COPELAND: Oh, many, many, many a great evening over a tall glass, we have slung brickbats and enjoyed. You know, because his view is that skinny white musicians aren't musicians at all. And so the two of us are well matched. I mean, you know…


COPELAND: …I discovered actually that Rage Against The Machine has exquisite taste in jazz. Who knew?

CAVANAUGH: Who knew?

COPELAND: I dropped this bombshell on them. You know, they came to a show and they couldn't believe – They're all like – They're running around my dressing room, you know, pulling their hair and renting their garments and – and, you know, yanking on their beards saying, no, no, no. And they're all saying, he needs to hear some Coltrane, no, some Davis, no, he's got to hear some Charlie Parker. And I'm going, dude, guys, guys, I forget, you know, Parker, Davis, Col – I forget which one's which. (screams) Oh, what f – this is a gag that never gets old.

CAVANAUGH: No, it never – I can see that you can dine out on that for a long time.

COPELAND: Oh, yeah.

CAVANAUGH: But tell me a little bit more about your parents' love of music and the role that music played in your household. We know now that your dad loved jazz. He was also looking for one of you kids to be a musician, wasn't he?

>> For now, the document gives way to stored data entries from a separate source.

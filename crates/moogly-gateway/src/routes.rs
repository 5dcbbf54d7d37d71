//! Command and interaction routing.

use std::sync::Arc;

use moogly_admission::desk::{NAME_INPUT_ID, NAME_MODAL_ID};
use moogly_admission::{AdmissionAction, AdmissionDesk};
use moogly_core::types::{
    IncomingCommand, Interaction, InteractionKind, InteractionReply, MessageId, OutgoingMessage,
    RoleId, UserId,
};
use moogly_scheduler::render::{JOIN_BUTTON_ID, roster_mentions};
use moogly_scheduler::{EventController, EventError, JoinOutcome};

const NO_PERMISSION: &str = "You don't have permission to use this command.";
const SOMETHING_WENT_WRONG: &str = "Oops! Something went wrong. Please try again";

pub struct Router {
    prefix: String,
    admin_role: RoleId,
    events: Arc<EventController>,
    admission: Arc<AdmissionDesk>,
}

impl Router {
    pub fn new(
        prefix: impl Into<String>,
        admin_role: RoleId,
        events: Arc<EventController>,
        admission: Arc<AdmissionDesk>,
    ) -> Self {
        Self {
            prefix: prefix.into(),
            admin_role,
            events,
            admission,
        }
    }

    fn is_admin(&self, roles: &[RoleId]) -> bool {
        roles.contains(&self.admin_role)
    }

    /// Handle a prefix command. `None` when the message is not a command of ours.
    pub async fn handle_command(&self, cmd: &IncomingCommand) -> Option<OutgoingMessage> {
        let body = cmd.content.trim().strip_prefix(self.prefix.as_str())?;
        let mut parts = body.split_whitespace();
        let name = parts.next()?;
        let args: Vec<&str> = parts.collect();

        let known = matches!(
            name,
            "maps_run" | "maps_list" | "application_form" | "application_clear" | "application_delete"
        );
        if !known {
            return None;
        }
        tracing::debug!("Command {name} from {}", cmd.author_id);

        if !self.is_admin(&cmd.author_roles) {
            tracing::info!("🚫 {} tried {name} without the admin role", cmd.author_id);
            return Some(reply_to(cmd, NO_PERMISSION));
        }

        let text = match name {
            "maps_run" => self.maps_run(&args).await,
            "maps_list" => self.maps_list(&args).await,
            "application_form" => return Some(self.admission.form()),
            "application_clear" => self.admission_text(self.admission.clear().await),
            _ => {
                let mention = args.first().copied().unwrap_or_default();
                self.admission_text(self.admission.delete(mention).await)
            }
        };
        Some(reply_to(cmd, text))
    }

    async fn maps_run(&self, args: &[&str]) -> String {
        let (timestamp, capacity) = split_capacity(args);
        if timestamp.is_empty() {
            return format!("Usage: {}maps_run <timestamp> [capacity]", self.prefix);
        }
        if capacity == Some(0) {
            return "Capacity must be at least 1.".into();
        }

        match self.events.create_event(&timestamp, capacity).await {
            Ok(run) => format!(
                "Maps run {} created for {} ({} slots).",
                run.id, run.display_time, run.capacity
            ),
            Err(e @ EventError::InvalidTimestamp(_)) => e.to_string(),
            Err(e) => {
                tracing::error!("❌ Could not create maps run: {e}");
                SOMETHING_WENT_WRONG.into()
            }
        }
    }

    async fn maps_list(&self, args: &[&str]) -> String {
        let Some(id) = args.first().and_then(|a| a.parse::<MessageId>().ok()) else {
            return format!("Usage: {}maps_list <event id>", self.prefix);
        };
        match self.events.list_participants(id).await {
            Ok(roster) if roster.is_empty() => format!("No one has joined maps run {id} yet."),
            Ok(roster) => format!(
                "Participants of maps run {id} ({}): {}",
                roster.len(),
                roster_mentions(&roster)
            ),
            Err(e @ (EventError::EventNotFound(_) | EventError::SourceMessageNotFound(_))) => {
                e.to_string()
            }
            Err(e) => {
                tracing::error!("❌ Could not list maps run {id}: {e}");
                SOMETHING_WENT_WRONG.into()
            }
        }
    }

    fn admission_text(&self, result: Result<String, moogly_admission::AdmissionError>) -> String {
        result.unwrap_or_else(|e| {
            tracing::error!("❌ Admission command failed: {e}");
            SOMETHING_WENT_WRONG.into()
        })
    }

    /// Handle a button click or modal submit.
    pub async fn handle_interaction(&self, interaction: &Interaction) -> InteractionReply {
        match &interaction.kind {
            InteractionKind::Button { custom_id } if custom_id == JOIN_BUTTON_ID => {
                self.join(interaction).await
            }
            InteractionKind::Button { custom_id } => match AdmissionAction::parse(custom_id) {
                Some(action) => self.admission_action(interaction, action).await,
                None => {
                    tracing::debug!("Ignoring unknown button {custom_id}");
                    InteractionReply::Acknowledge
                }
            },
            InteractionKind::ModalSubmit { custom_id, .. } if custom_id == NAME_MODAL_ID => {
                let name = interaction.field(NAME_INPUT_ID).unwrap_or_default();
                admission_reply(self.admission.submit_name(interaction.user_id, name).await)
            }
            InteractionKind::ModalSubmit { custom_id, .. } => {
                tracing::debug!("Ignoring unknown modal {custom_id}");
                InteractionReply::Acknowledge
            }
        }
    }

    async fn join(&self, interaction: &Interaction) -> InteractionReply {
        let Some(id) = interaction.message_id else {
            return InteractionReply::Ephemeral("This maps run no longer exists.".into());
        };
        let text = match self.events.join(id, interaction.user_id).await {
            Ok(JoinOutcome::Joined { remaining, .. }) => {
                format!("You joined the maps run! {remaining} slots left.")
            }
            Ok(JoinOutcome::Rejected(rejection)) => rejection.to_string(),
            Err(EventError::EventNotFound(_)) => "This maps run no longer exists.".into(),
            Err(e) => {
                tracing::error!("❌ Join of {} to maps run {id} failed: {e}", interaction.user_id);
                SOMETHING_WENT_WRONG.into()
            }
        };
        InteractionReply::Ephemeral(text)
    }

    async fn admission_action(
        &self,
        interaction: &Interaction,
        action: AdmissionAction,
    ) -> InteractionReply {
        let user = interaction.user_id;
        let review = interaction
            .message_id
            .map(|message| (interaction.channel_id, message));
        match action {
            AdmissionAction::ChooseCompany(index) => {
                admission_reply(self.admission.choose_company(user, index).await)
            }
            AdmissionAction::Approve(_) | AdmissionAction::Decline(_)
                if !self.is_admin(&interaction.member_roles) =>
            {
                InteractionReply::Ephemeral(NO_PERMISSION.into())
            }
            AdmissionAction::Approve(applicant) => {
                log_review(user, applicant, "approve");
                admission_reply(self.admission.approve(applicant, review).await)
            }
            AdmissionAction::Decline(applicant) => {
                log_review(user, applicant, "decline");
                admission_reply(self.admission.decline(applicant, review).await)
            }
        }
    }
}

fn log_review(reviewer: UserId, applicant: UserId, verdict: &str) {
    tracing::info!("🗂️ {reviewer} chose to {verdict} the application of {applicant}");
}

fn admission_reply(
    result: Result<InteractionReply, moogly_admission::AdmissionError>,
) -> InteractionReply {
    result.unwrap_or_else(|e| {
        tracing::error!("❌ Admission interaction failed: {e}");
        InteractionReply::Ephemeral(SOMETHING_WENT_WRONG.into())
    })
}

fn reply_to(cmd: &IncomingCommand, text: impl Into<String>) -> OutgoingMessage {
    OutgoingMessage::text(text).replying_to(cmd.message_id)
}

/// `<timestamp...> [capacity]`: a trailing integer is the capacity when
/// something precedes it.
fn split_capacity(args: &[&str]) -> (String, Option<u32>) {
    if let [head @ .., last] = args {
        if !head.is_empty() {
            if let Ok(capacity) = last.parse::<u32>() {
                return (head.join(" "), Some(capacity));
            }
        }
    }
    (args.join(" "), None)
}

COPELAND: Well, he was a musician before the war. He played trumpet. And he – I'm the youngest of four and he thrust musical instruments into the hands of all the siblings as they went by and so by the time I came around, the house was littered with discarded instruments: trombone, trumpet, guitars, a zither. God knows who he thought was going to play that. And so I just would pick them up and they kind of stuck.

CAVANAUGH: And – But how did the drums stick?

COPELAND: Well, they're easy, shiny, noisy. And I tell you, for – I was kind of under – a slow developer, kind of the runt of the litter, and so when I hit a drum, I went from being runt of the litter to being a big, hairy-assed silverback. And just in one step. You know, because I think anthropologists have figured out that there's a correlation between alpha male and primates. There's a correlation between alpha male behavior and noise.



CAVANAUGH: Okay, all right.

COPELAND: And so it's a quick shortcut. Banging on a drum was a quick shortcut for a nerdy little kid to suddenly have a full chest of hair.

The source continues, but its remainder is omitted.